Task
Your answer should be the lines below from the one with "group change channels." to the one with "use std::marker::PhantomData;", both included, given again exactly and with nothing added.

Source data
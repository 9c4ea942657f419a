//! Recently-added adaptors over group change channels.
//!
//! An on-add adaptor subscribes to a group's two channels and keeps a flat
//! list of members, available the instant the transition is announced rather
//! than after the cache flush. The manager retains the subscription; callers
//! hold a shared handle and read or drain the list from their systems.
//!
//! Two list policies exist because consumers use the list two ways:
//!
//! - [`OnAddPolicy::Running`]: the list mirrors "members alive since
//!   subscription" — removals erase their entry. Seeded with the group's
//!   current members at acquisition.
//! - [`OnAddPolicy::PerTickDiff`]: the list is a pure log of additions that
//!   the consumer drains once per tick with `take`; removals do not touch
//!   it, so an add-then-remove within one tick is still observed.

use std::cell::RefCell;
use std::marker::PhantomData;
use std::rc::Rc;

use scene_core::{ComponentHandle, ComponentRef, Entity};

use crate::key::{ComponentGroupKey, EntityGroupKey};

/// How an adaptor's flat list evolves over time.
#[derive(Clone, Copy, PartialEq, Eq, Debug)]
pub enum OnAddPolicy {
    /// Running "alive since subscription" list; removals erase entries.
    Running,
    /// Per-tick additions log; consumer drains it, removals leave it alone.
    PerTickDiff,
}

/// Shared list state behind an adaptor.
pub(crate) struct OnAddList<V> {
    items: Vec<V>,
    policy: OnAddPolicy,
}

impl<V: Copy + PartialEq> OnAddList<V> {
    pub(crate) fn new(policy: OnAddPolicy) -> Self {
        Self {
            items: Vec::new(),
            policy,
        }
    }

    pub(crate) fn push(&mut self, value: V) {
        self.items.push(value);
    }

    pub(crate) fn extend(&mut self, values: impl IntoIterator<Item = V>) {
        self.items.extend(values);
    }

    /// React to a member leaving the group.
    pub(crate) fn on_member_removed(&mut self, value: V) {
        match self.policy {
            OnAddPolicy::Running => self.items.retain(|&v| v != value),
            OnAddPolicy::PerTickDiff => {}
        }
    }

    pub(crate) fn take(&mut self) -> Vec<V> {
        std::mem::take(&mut self.items)
    }

    /// Restore support: pre-detach content goes in front of anything
    /// gathered since.
    pub(crate) fn merge_front(&mut self, mut older: Vec<V>) {
        older.append(&mut self.items);
        self.items = older;
    }

    pub(crate) fn items(&self) -> &[V] {
        &self.items
    }

    pub(crate) fn policy(&self) -> OnAddPolicy {
        self.policy
    }
}

pub(crate) type SharedOnAddList<V> = Rc<RefCell<OnAddList<V>>>;

/// Flat "recently added" view over an entity group.
pub struct EntityGroupOnAdd {
    list: SharedOnAddList<Entity>,
    key: EntityGroupKey,
}

impl EntityGroupOnAdd {
    pub(crate) fn new(list: SharedOnAddList<Entity>, key: EntityGroupKey) -> Self {
        Self { list, key }
    }

    pub(crate) fn list(&self) -> &SharedOnAddList<Entity> {
        &self.list
    }

    /// The group key this adaptor watches.
    #[must_use]
    pub fn key(&self) -> EntityGroupKey {
        self.key
    }

    /// The list policy chosen at acquisition.
    #[must_use]
    pub fn policy(&self) -> OnAddPolicy {
        self.list.borrow().policy()
    }

    /// Copy of the current list.
    #[must_use]
    pub fn entities(&self) -> Vec<Entity> {
        self.list.borrow().items().to_vec()
    }

    /// Drain the list (the per-tick consumption pattern).
    pub fn take(&self) -> Vec<Entity> {
        self.list.borrow_mut().take()
    }

    /// Number of listed entities.
    #[must_use]
    pub fn len(&self) -> usize {
        self.list.borrow().items().len()
    }

    /// Check whether the list is empty.
    #[must_use]
    pub fn is_empty(&self) -> bool {
        self.len() == 0
    }
}

/// Flat "recently added" view over a component group.
///
/// The shared list stores raw handles; this wrapper re-tags them with `T`
/// on the way out.
pub struct ComponentGroupOnAdd<T: 'static> {
    list: SharedOnAddList<ComponentHandle>,
    key: ComponentGroupKey,
    _marker: PhantomData<fn() -> T>,
}

impl<T: 'static> ComponentGroupOnAdd<T> {
    pub(crate) fn new(list: SharedOnAddList<ComponentHandle>, key: ComponentGroupKey) -> Self {
        Self {
            list,
            key,
            _marker: PhantomData,
        }
    }

    pub(crate) fn list(&self) -> &SharedOnAddList<ComponentHandle> {
        &self.list
    }

    /// The group key this adaptor watches.
    #[must_use]
    pub fn key(&self) -> ComponentGroupKey {
        self.key
    }

    /// The list policy chosen at acquisition.
    #[must_use]
    pub fn policy(&self) -> OnAddPolicy {
        self.list.borrow().policy()
    }

    /// Copy of the current list.
    #[must_use]
    pub fn components(&self) -> Vec<ComponentRef<T>> {
        self.list
            .borrow()
            .items()
            .iter()
            .map(|&h| ComponentRef::new(h))
            .collect()
    }

    /// Drain the list (the per-tick consumption pattern).
    pub fn take(&self) -> Vec<ComponentRef<T>> {
        self.list
            .borrow_mut()
            .take()
            .into_iter()
            .map(ComponentRef::new)
            .collect()
    }

    /// Number of listed components.
    #[must_use]
    pub fn len(&self) -> usize {
        self.list.borrow().items().len()
    }

    /// Check whether the list is empty.
    #[must_use]
    pub fn is_empty(&self) -> bool {
        self.len() == 0
    }
}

Result of the task
//! Recently-added adaptors over group change channels.
//!
//! An on-add adaptor subscribes to a group's two channels and keeps a flat
//! list of members, available the instant the transition is announced rather
//! than after the cache flush. The manager retains the subscription; callers
//! hold a shared handle and read or drain the list from their systems.
//!
//! Two list policies exist because consumers use the list two ways:
//!
//! - [`OnAddPolicy::Running`]: the list mirrors "members alive since
//!   subscription" — removals erase their entry. Seeded with the group's
//!   current members at acquisition.
//! - [`OnAddPolicy::PerTickDiff`]: the list is a pure log of additions that
//!   the consumer drains once per tick with `take`; removals do not touch
//!   it, so an add-then-remove within one tick is still observed.

use std::cell::RefCell;
use std::marker::PhantomData;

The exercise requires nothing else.